▸ PROBLEM STATEMENT:
Pull every line with "FetchPhase" from the data.

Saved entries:
=== Section Start ===
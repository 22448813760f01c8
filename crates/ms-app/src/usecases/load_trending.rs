use log::debug;
use std::sync::Arc;
use ms_core::ports::{TrendingStoreError, TrendingStorePort};
use ms_core::trending::TrendingEntry;

/// Use case for reading the trending panel once at startup.
#[derive(Clone)]
pub struct LoadTrending {
    store: Arc<dyn TrendingStorePort>,
    limit: usize,
}

impl LoadTrending {
    pub fn from_arc(store: Arc<dyn TrendingStorePort>, limit: usize) -> Self {
        Self { store, limit }
    }

    /// Top search terms, ordered by count descending. The ordering comes
    /// from the store; it is not re-sorted here.
    pub async fn execute(&self) -> Result<Vec<TrendingEntry>, TrendingStoreError> {
        let entries = self.store.top_searches(self.limit).await?;
        debug!("trending store returned {} entries", entries.len());
        Ok(entries)
    }
}

#[cfg(test)]
mod tests {
    use super::*;
    use ms_core::catalog::MovieSummary;

    struct MockStore {
        entries: Vec<TrendingEntry>,
        requested_limit: std::sync::Mutex<Option<usize>>,
    }

    #[async_trait::async_trait]
    impl TrendingStorePort for MockStore {
        async fn top_searches(
            &self,
            limit: usize,
        ) -> Result<Vec<TrendingEntry>, TrendingStoreError> {
            *self.requested_limit.lock().unwrap() = Some(limit);
            Ok(self.entries.iter().take(limit).cloned().collect())
        }

        async fn record_search(
            &self,
            _term: &str,
            _movie: &MovieSummary,
        ) -> Result<(), TrendingStoreError> {
            unimplemented!()
        }
    }

    fn entry(term: &str, count: u64) -> TrendingEntry {
        TrendingEntry {
            term: term.to_string(),
            count,
            movie_id: 1,
            title: term.to_string(),
            poster_url: None,
        }
    }

    #[tokio::test]
    async fn test_execute_passes_limit_and_preserves_order() {
        let store = Arc::new(MockStore {
            entries: vec![entry("batman", 12), entry("dune", 7), entry("alien", 3)],
            requested_limit: std::sync::Mutex::new(None),
        });
        let use_case = LoadTrending::from_arc(store.clone(), 2);

        let result = use_case.execute().await.unwrap();
        assert_eq!(result.len(), 2);
        assert_eq!(result[0].term, "batman");
        assert_eq!(result[1].term, "dune");
        assert_eq!(*store.requested_limit.lock().unwrap(), Some(2));
    }
}
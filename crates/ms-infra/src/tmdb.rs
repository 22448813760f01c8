//! TMDB-style movie catalog client.

use log::debug;
use reqwest::header::{ACCEPT, AUTHORIZATION};
use serde::Deserialize;

use ms_core::catalog::MovieSummary;
use ms_core::config::CatalogConfig;
use ms_core::ports::{CatalogError, CatalogPort};

const DEFAULT_FAILURE_MESSAGE: &str = "Failed to fetch movies.";

/// Wire shape of a catalog listing. On logical failure the catalog still
/// answers 200 but sets `Response` to the string `"False"` and carries the
/// message in `Error`.
#[derive(Debug, Deserialize)]
struct CatalogResponse {
    #[serde(default)]
    results: Vec<MovieSummary>,

    #[serde(rename = "Response")]
    response: Option<String>,

    #[serde(rename = "Error")]
    error: Option<String>,
}

pub struct TmdbCatalogClient {
    http: reqwest::Client,
    base_url: String,
    bearer_token: String,
}

impl TmdbCatalogClient {
    pub fn new(config: &CatalogConfig) -> anyhow::Result<Self> {
        let http = reqwest::Client::builder()
            .build()
            .map_err(|e| anyhow::anyhow!("failed to build HTTP client: {}", e))?;
        Ok(Self {
            http,
            base_url: config.base_url.trim_end_matches('/').to_string(),
            bearer_token: config.bearer_token.clone(),
        })
    }
}

#[async_trait::async_trait]
impl CatalogPort for TmdbCatalogClient {
    async fn fetch_movies(&self, query: &str) -> Result<Vec<MovieSummary>, CatalogError> {
        // Empty query: no filter, take the popularity-sorted discover feed.
        let request = if query.is_empty() {
            self.http
                .get(format!("{}/discover/movie", self.base_url))
                .query(&[("sort_by", "popularity.desc")])
        } else {
            self.http
                .get(format!("{}/search/movie", self.base_url))
                .query(&[("query", query)])
        };

        let response = request
            .header(AUTHORIZATION, format!("Bearer {}", self.bearer_token))
            .header(ACCEPT, "application/json")
            .send()
            .await
            .map_err(|e| CatalogError::Network(e.to_string()))?;

        let status = response.status();
        if !status.is_success() {
            return Err(CatalogError::Api(format!("unexpected status {}", status)));
        }

        let body: CatalogResponse = response
            .json()
            .await
            .map_err(|e| CatalogError::Api(format!("invalid response body: {}", e)))?;

        if body.response.as_deref() == Some("False") {
            return Err(CatalogError::Rejected(
                body.error
                    .unwrap_or_else(|| DEFAULT_FAILURE_MESSAGE.to_string()),
            ));
        }

        debug!("catalog fetch for {:?} returned {} results", query, body.results.len());
        Ok(body.results)
    }
}

#[cfg(test)]
mod tests {
    use super::*;
    use mockito::{Matcher, Server};

    fn build_client(base_url: String) -> TmdbCatalogClient {
        TmdbCatalogClient::new(&CatalogConfig {
            base_url,
            bearer_token: "test-token".to_string(),
        })
        .unwrap()
    }

    #[tokio::test]
    async fn search_endpoint_is_used_for_non_empty_query_with_encoding() {
        let mut server = Server::new_async().await;
        let mock = server
            .mock("GET", "/search/movie")
            .match_query(Matcher::UrlEncoded(
                "query".into(),
                "batman begins".into(),
            ))
            .match_header("authorization", "Bearer test-token")
            .match_header("accept", "application/json")
            .with_status(200)
            .with_header("content-type", "application/json")
            .with_body(r#"{"results": [{"id": 1, "title": "Batman Begins"}]}"#)
            .create_async()
            .await;

        let client = build_client(server.url());
        let movies = client.fetch_movies("batman begins").await.unwrap();

        mock.assert_async().await;
        assert_eq!(movies.len(), 1);
        assert_eq!(movies[0].title, "Batman Begins");
    }

    #[tokio::test]
    async fn discover_endpoint_is_used_for_empty_query() {
        let mut server = Server::new_async().await;
        let mock = server
            .mock("GET", "/discover/movie")
            .match_query(Matcher::UrlEncoded(
                "sort_by".into(),
                "popularity.desc".into(),
            ))
            .with_status(200)
            .with_header("content-type", "application/json")
            .with_body(r#"{"results": []}"#)
            .create_async()
            .await;

        let client = build_client(server.url());
        let movies = client.fetch_movies("").await.unwrap();

        mock.assert_async().await;
        assert!(movies.is_empty());
    }

    #[tokio::test]
    async fn missing_results_field_means_empty_list() {
        let mut server = Server::new_async().await;
        let _mock = server
            .mock("GET", "/discover/movie")
            .match_query(Matcher::Any)
            .with_status(200)
            .with_header("content-type", "application/json")
            .with_body(r#"{}"#)
            .create_async()
            .await;

        let client = build_client(server.url());
        let movies = client.fetch_movies("").await.unwrap();
        assert!(movies.is_empty());
    }

    #[tokio::test]
    async fn non_success_status_is_an_api_error() {
        let mut server = Server::new_async().await;
        let _mock = server
            .mock("GET", "/search/movie")
            .match_query(Matcher::Any)
            .with_status(401)
            .create_async()
            .await;

        let client = build_client(server.url());
        let err = client.fetch_movies("batman").await.unwrap_err();
        match err {
            CatalogError::Api(message) => assert!(message.contains("401"), "got: {message}"),
            other => panic!("expected Api error, got {other:?}"),
        }
    }

    #[tokio::test]
    async fn body_sentinel_yields_rejection_with_body_message() {
        let mut server = Server::new_async().await;
        let _mock = server
            .mock("GET", "/search/movie")
            .match_query(Matcher::Any)
            .with_status(200)
            .with_header("content-type", "application/json")
            .with_body(r#"{"Response": "False", "Error": "Invalid API key"}"#)
            .create_async()
            .await;

        let client = build_client(server.url());
        let err = client.fetch_movies("batman").await.unwrap_err();
        match err {
            CatalogError::Rejected(message) => assert_eq!(message, "Invalid API key"),
            other => panic!("expected Rejected error, got {other:?}"),
        }
    }

    #[tokio::test]
    async fn body_sentinel_without_message_uses_default() {
        let mut server = Server::new_async().await;
        let _mock = server
            .mock("GET", "/search/movie")
            .match_query(Matcher::Any)
            .with_status(200)
            .with_header("content-type", "application/json")
            .with_body(r#"{"Response": "False"}"#)
            .create_async()
            .await;

        let client = build_client(server.url());
        let err = client.fetch_movies("batman").await.unwrap_err();
        match err {
            CatalogError::Rejected(message) => assert_eq!(message, "Failed to fetch movies."),
            other => panic!("expected Rejected error, got {other:?}"),
        }
    }
}
//! Application configuration domain model.
//!
//! Pure data only: these structs are filled in by the infrastructure layer
//! (TOML file + environment overrides) and carried through construction.
//! No loading, validation, or default-resolution logic lives here.

/// Fully resolved application configuration.
#[derive(Debug, Clone)]
pub struct AppConfig {
    pub catalog: CatalogConfig,

    /// Trending store access; `None` disables the trending panel entirely.
    pub trending: Option<TrendingConfig>,

    pub search: SearchConfig,
}

/// Remote movie catalog access.
#[derive(Debug, Clone)]
pub struct CatalogConfig {
    /// API root, e.g. `https://api.themoviedb.org/3`.
    pub base_url: String,

    /// Bearer token sent on every catalog request.
    pub bearer_token: String,
}

/// Remote trending document store access.
#[derive(Debug, Clone)]
pub struct TrendingConfig {
    pub base_url: String,
    pub api_key: String,

    /// Collection holding one document per search term.
    pub collection: String,

    /// How many entries the trending panel shows.
    pub limit: usize,
}

/// Search input handling.
#[derive(Debug, Clone)]
pub struct SearchConfig {
    /// Idle window before the raw query settles and a fetch is issued.
    pub debounce_ms: u64,
}
//! Plain-text view rendering.
//!
//! Pure mappings from state snapshots to output lines; no I/O here.

use ms_core::catalog::MovieSummary;
use ms_core::search::{FetchPhase, SearchState};
use ms_core::trending::TrendingEntry;

/// Trending panel with 1-based rank labels. An empty list renders nothing,
/// matching the panel being hidden.
pub fn render_trending(entries: &[TrendingEntry]) -> Vec<String> {
    if entries.is_empty() {
        return Vec::new();
    }
    let mut lines = vec!["Trending Movies".to_string()];
    for (index, entry) in entries.iter().enumerate() {
        lines.push(format!(
            "{}. {} ({} searches)",
            index + 1,
            entry.title,
            entry.count
        ));
    }
    lines
}

/// The movie list section for the current search state.
pub fn render_search(state: &SearchState) -> Vec<String> {
    match state.phase() {
        FetchPhase::Idle => Vec::new(),
        FetchPhase::Loading => vec!["Loading movies...".to_string()],
        FetchPhase::Failed => vec![state
            .error()
            .unwrap_or("Something went wrong.")
            .to_string()],
        FetchPhase::Loaded => {
            let mut lines = vec!["All Movies".to_string()];
            if state.movies().is_empty() {
                lines.push("No movies found.".to_string());
            }
            for movie in state.movies() {
                lines.push(movie_line(movie));
            }
            lines
        }
    }
}

/// One movie as a display line: title, rating, language, year.
pub fn movie_line(movie: &MovieSummary) -> String {
    let rating = if movie.vote_average > 0.0 {
        format!("{:.1}", movie.vote_average)
    } else {
        "N/A".to_string()
    };
    format!(
        "{} | {} | {} | {}",
        movie.title,
        rating,
        movie.original_language.as_deref().unwrap_or("n/a"),
        movie.release_year().unwrap_or("n/a"),
    )
}
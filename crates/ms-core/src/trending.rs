//! Trending search terms domain model.

use serde::{Deserialize, Serialize};

/// A search term counted by the remote trending store, together with a
/// representative movie for display.
#[derive(Debug, Clone, PartialEq, Serialize, Deserialize)]
pub struct TrendingEntry {
    /// The exact search term as typed by users.
    pub term: String,

    /// How many times the term has been searched.
    pub count: u64,

    /// Catalog id of the representative movie (the top result when the
    /// term was last recorded).
    pub movie_id: i64,

    #[serde(default)]
    pub title: String,

    #[serde(default)]
    pub poster_url: Option<String>,
}
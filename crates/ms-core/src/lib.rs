//! # ms-core
//!
//! Core domain models and business logic for MovieScout.
//!
//! This crate contains pure business logic without any infrastructure dependencies.

// Public module exports
pub mod catalog;
pub mod config;
pub mod ports;
pub mod search;
pub mod trending;

// Re-export commonly used types at the crate root
pub use catalog::MovieSummary;
pub use config::{AppConfig, CatalogConfig, SearchConfig, TrendingConfig};
pub use search::{FetchFailure, FetchPhase, FetchTicket, SearchState};
pub use trending::TrendingEntry;
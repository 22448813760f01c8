mod render;

use std::sync::Arc;
use std::time::Duration;

use anyhow::Result;
use log::warn;
use tokio::io::{AsyncBufReadExt, BufReader};

use ms_app::AppDeps;
use ms_core::ports::{CatalogPort, TrendingStorePort};
use ms_infra::{config, HttpTrendingStore, TmdbCatalogClient};

#[tokio::main]
async fn main() -> Result<()> {
    dotenvy::dotenv().ok();
    env_logger::init();

    let config = config::load()?;

    let catalog: Arc<dyn CatalogPort> = Arc::new(TmdbCatalogClient::new(&config.catalog)?);
    let trending: Option<Arc<dyn TrendingStorePort>> = match &config.trending {
        Some(cfg) => Some(Arc::new(HttpTrendingStore::new(cfg)?)),
        None => None,
    };
    let deps = AppDeps { catalog, trending };

    // Trending panel: read once at startup, degrade to a message on failure.
    if let Some(limit) = config.trending.as_ref().map(|t| t.limit) {
        if let Some(load_trending) = deps.load_trending(limit) {
            match load_trending.execute().await {
                Ok(entries) => {
                    for line in render::render_trending(&entries) {
                        println!("{line}");
                    }
                }
                Err(err) => {
                    warn!("loading trending movies failed: {}", err);
                    println!("Error fetching trending movies. Please try again later.");
                }
            }
        }
    }

    let window = Duration::from_millis(config.search.debounce_ms);
    let (controller, handle) = deps.search_controller(window);
    tokio::spawn(controller.run());

    // Render every state change as it lands.
    let mut state_rx = handle.subscribe();
    tokio::spawn(async move {
        while state_rx.changed().await.is_ok() {
            let state = state_rx.borrow_and_update().clone();
            for line in render::render_search(&state) {
                println!("{line}");
            }
        }
    });

    // Each stdin line is the new raw query; an empty line goes back to the
    // default listing. EOF exits.
    let mut lines = BufReader::new(tokio::io::stdin()).lines();
    while let Some(line) = lines.next_line().await? {
        handle.push_input(line);
    }

    Ok(())
}
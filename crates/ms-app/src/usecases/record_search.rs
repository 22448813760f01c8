use log::debug;
use std::sync::Arc;
use ms_core::catalog::MovieSummary;
use ms_core::ports::{TrendingStoreError, TrendingStorePort};

/// Use case for counting one search against the trending store.
///
/// This runs as an explicit post-success step after a search fetch, never
/// inline with it, so it can be tested on its own and left out entirely to
/// disable trending writes.
pub struct RecordSearch {
    store: Arc<dyn TrendingStorePort>,
}

impl RecordSearch {
    pub fn from_arc(store: Arc<dyn TrendingStorePort>) -> Self {
        Self { store }
    }

    /// Upsert-increment the entry for `term`, storing `movie` as its
    /// representative result. Terms that are empty after trimming are
    /// skipped; they carry no signal worth counting.
    pub async fn execute(
        &self,
        term: &str,
        movie: &MovieSummary,
    ) -> Result<(), TrendingStoreError> {
        if term.trim().is_empty() {
            debug!("skipping trending record for blank term");
            return Ok(());
        }
        self.store.record_search(term, movie).await
    }
}
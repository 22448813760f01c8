//! # ms-app
//!
//! Application layer for MovieScout: use cases over the ms-core ports, the
//! debounced search controller, and the dependency grouping used to wire
//! everything together.

pub mod controller;
pub mod deps;
pub mod usecases;

pub use controller::{SearchController, SearchHandle};
pub use deps::AppDeps;
pub use usecases::{FetchMovies, LoadTrending, RecordSearch};
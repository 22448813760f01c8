use log::debug;
use std::sync::Arc;
use ms_core::catalog::MovieSummary;
use ms_core::ports::{CatalogError, CatalogPort};

/// Use case for fetching the movie list shown to the user.
///
/// An empty query asks the catalog for its default popularity-sorted
/// listing; a non-empty query runs a search.
#[derive(Clone)]
pub struct FetchMovies {
    catalog: Arc<dyn CatalogPort>,
}

impl FetchMovies {
    pub fn from_arc(catalog: Arc<dyn CatalogPort>) -> Self {
        Self { catalog }
    }

    pub async fn execute(&self, query: &str) -> Result<Vec<MovieSummary>, CatalogError> {
        let movies = self.catalog.fetch_movies(query).await?;
        debug!("catalog returned {} movies for {:?}", movies.len(), query);
        Ok(movies)
    }
}

#[cfg(test)]
mod tests {
    use super::*;

    struct MockCatalog {
        movies: Vec<MovieSummary>,
        should_fail: bool,
    }

    #[async_trait::async_trait]
    impl CatalogPort for MockCatalog {
        async fn fetch_movies(&self, _query: &str) -> Result<Vec<MovieSummary>, CatalogError> {
            if self.should_fail {
                return Err(CatalogError::Network("connection refused".to_string()));
            }
            Ok(self.movies.clone())
        }
    }

    fn movie(id: i64, title: &str) -> MovieSummary {
        MovieSummary {
            id,
            title: title.to_string(),
            poster_path: None,
            popularity: 0.0,
            vote_average: 0.0,
            release_date: None,
            original_language: None,
        }
    }

    #[tokio::test]
    async fn test_execute_returns_movies() {
        let catalog: Arc<dyn CatalogPort> = Arc::new(MockCatalog {
            movies: vec![movie(1, "Batman")],
            should_fail: false,
        });
        let use_case = FetchMovies::from_arc(catalog);
        let result = use_case.execute("batman").await.unwrap();
        assert_eq!(result.len(), 1);
        assert_eq!(result[0].title, "Batman");
    }

    #[tokio::test]
    async fn test_execute_propagates_catalog_errors() {
        let catalog: Arc<dyn CatalogPort> = Arc::new(MockCatalog {
            movies: vec![],
            should_fail: true,
        });
        let use_case = FetchMovies::from_arc(catalog);
        let result = use_case.execute("batman").await;
        assert!(result.is_err());
        assert!(result
            .unwrap_err()
            .to_string()
            .contains("connection refused"));
    }
}
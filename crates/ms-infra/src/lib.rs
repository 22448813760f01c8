//! # ms-infra
//!
//! Infrastructure adapters for MovieScout: the reqwest-backed catalog and
//! trending-store clients, and configuration loading (TOML file plus
//! environment overrides).

pub mod config;
pub mod tmdb;
pub mod trending_store;

pub use tmdb::TmdbCatalogClient;
pub use trending_store::HttpTrendingStore;
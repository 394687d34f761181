//! # All Subcommand
//!
//! Runs the syntax check and then the affinity check with configured
//! defaults, stopping at the first failure.

use anyhow::Result;
use clap::Args;

use crate::affinity::{run_affinity, AffinityArgs};
use crate::syntax::{run_syntax, SyntaxArgs};
use crate::CheckContext;

/// Arguments for the `confcheck all` subcommand.
#[derive(Args, Debug, Default)]
pub struct AllArgs {
    /// Fail when two upstreams share a name.
    #[arg(long)]
    pub strict_duplicates: bool,
}

/// Execute every check in order.
pub fn run_all(args: &AllArgs, ctx: &CheckContext) -> Result<u8> {
    let code = run_syntax(&SyntaxArgs::default(), ctx)?;
    if code != 0 {
        return Ok(code);
    }
    tracing::info!("syntax check passed");

    let affinity = AffinityArgs {
        strict_duplicates: args.strict_duplicates,
        ..AffinityArgs::default()
    };
    run_affinity(&affinity, ctx)
}
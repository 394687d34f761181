//! # confcheck-syntax: Config File Syntax Validation
//!
//! Confirms that every config file in a directory parses under the format
//! its extension declares. By default the `*.json` and `*.yml` files directly
//! inside the directory are checked; subdirectories are not descended into.
//!
//! - [`discover`]: non-recursive, sorted file discovery by extension.
//! - [`SyntaxValidator::validate_dir`]: parses each discovered file and
//!   stops at the first failure.
//!
//! ## Crate Policy
//!
//! - Depends only on `confcheck-core` internally.
//! - Never mutates the files it checks.
//! - Parser capabilities are resolved when the validator is built, so a
//!   missing YAML parser fails before any file is read.

pub mod discover;
pub mod validate;

pub use discover::{discover, DEFAULT_EXTENSIONS};
pub use validate::{CheckedFile, SyntaxReport, SyntaxValidator};
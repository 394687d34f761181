//! # confcheck-gateway: API Gateway Config Invariants
//!
//! Checks a Kong declarative config for a named upstream that balances with
//! cookie-based session affinity.
//!
//! ## Pipeline (`affinity`)
//!
//! 1. Parse the config as YAML through the injected parser registry.
//! 2. Index the top-level `upstreams` sequence by `name` alone, applying an
//!    explicit [`DuplicatePolicy`].
//! 3. Look up the expected upstream ([`CheckError::MissingEntry`] if absent)
//!    and decode only that entry.
//! 4. Require `hash_on` to equal the expected value
//!    ([`CheckError::InvariantViolation`] otherwise).
//! 5. Report the affinity cookie and the ordered target list.
//!
//! The pipeline is linear and stops at the first failing step.
//!
//! ## Crate Policy
//!
//! - Depends only on `confcheck-core` internally.
//! - Fields the checks do not look at are tolerated, so full Kong configs
//!   (services, routes, plugins) load unchanged.
//!
//! [`CheckError::MissingEntry`]: confcheck_core::CheckError::MissingEntry
//! [`CheckError::InvariantViolation`]: confcheck_core::CheckError::InvariantViolation

pub mod affinity;
pub mod upstream;

pub use affinity::{AffinityChecker, AffinityExpectation, AffinityReport};
pub use upstream::{index_upstreams, DuplicatePolicy, GatewayConfig, Target, Upstream, UpstreamEntry};

/// Gateway config location, relative to the repository root.
pub const DEFAULT_CONFIG_PATH: &str = "infra/api-gateway/kong.yml";

/// Upstream that must carry session affinity.
pub const DEFAULT_UPSTREAM: &str = "backend-upstream";

/// Required `hash_on` value for cookie-based session affinity.
pub const DEFAULT_HASH_ON: &str = "cookie";
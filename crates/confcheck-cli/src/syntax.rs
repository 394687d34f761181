//! # Syntax Subcommand
//!
//! Confirms that every config file in a directory parses.

use std::path::PathBuf;

use anyhow::Result;
use clap::Args;

use confcheck_core::DocumentFormat;
use confcheck_syntax::{SyntaxReport, SyntaxValidator};

use crate::{report_failure, CheckContext};

/// Arguments for the `confcheck syntax` subcommand.
#[derive(Args, Debug, Default)]
pub struct SyntaxArgs {
    /// Directory to scan. Defaults to `syntax_dir` from the config file.
    #[arg(value_name = "DIR")]
    pub dir: Option<PathBuf>,

    /// File extension to check. Repeat for several. Defaults to json and yml.
    #[arg(long = "ext", value_name = "EXT")]
    pub extensions: Vec<String>,

    /// Print the report as JSON instead of a summary line.
    #[arg(long)]
    pub json: bool,
}

/// Execute the syntax subcommand.
///
/// Returns exit code: 0 if every file parsed, 1 on the first failure.
pub fn run_syntax(args: &SyntaxArgs, ctx: &CheckContext) -> Result<u8> {
    let dir = ctx.resolve(args.dir.as_deref().unwrap_or(&ctx.config.syntax_dir));
    let extensions = if args.extensions.is_empty() {
        &ctx.config.extensions
    } else {
        &args.extensions
    };

    let result = SyntaxValidator::with_extensions(&ctx.registry, extensions.as_slice())
        .and_then(|validator| validator.validate_dir(&dir));

    match result {
        Ok(report) => {
            print_report(&report, args.json)?;
            Ok(0)
        }
        Err(e) => Ok(report_failure(&e)),
    }
}

fn print_report(report: &SyntaxReport, json: bool) -> Result<()> {
    if json {
        println!("{}", serde_json::to_string_pretty(report)?);
        return Ok(());
    }
    println!(
        "OK: {} config file(s) in {} parsed ({} JSON, {} YAML)",
        report.len(),
        report.dir.display(),
        report.count(DocumentFormat::Json),
        report.count(DocumentFormat::Yaml),
    );
    Ok(())
}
=== Section End ===
▸ REPLY:
use ms_core::search::{FetchPhase, SearchState};
        FetchPhase::Idle => Vec::new(),
        FetchPhase::Loading => vec!["Loading movies...".to_string()],
        FetchPhase::Failed => vec![state
        FetchPhase::Loaded => {
pub use search::{FetchFailure, FetchPhase, FetchTicket, SearchState};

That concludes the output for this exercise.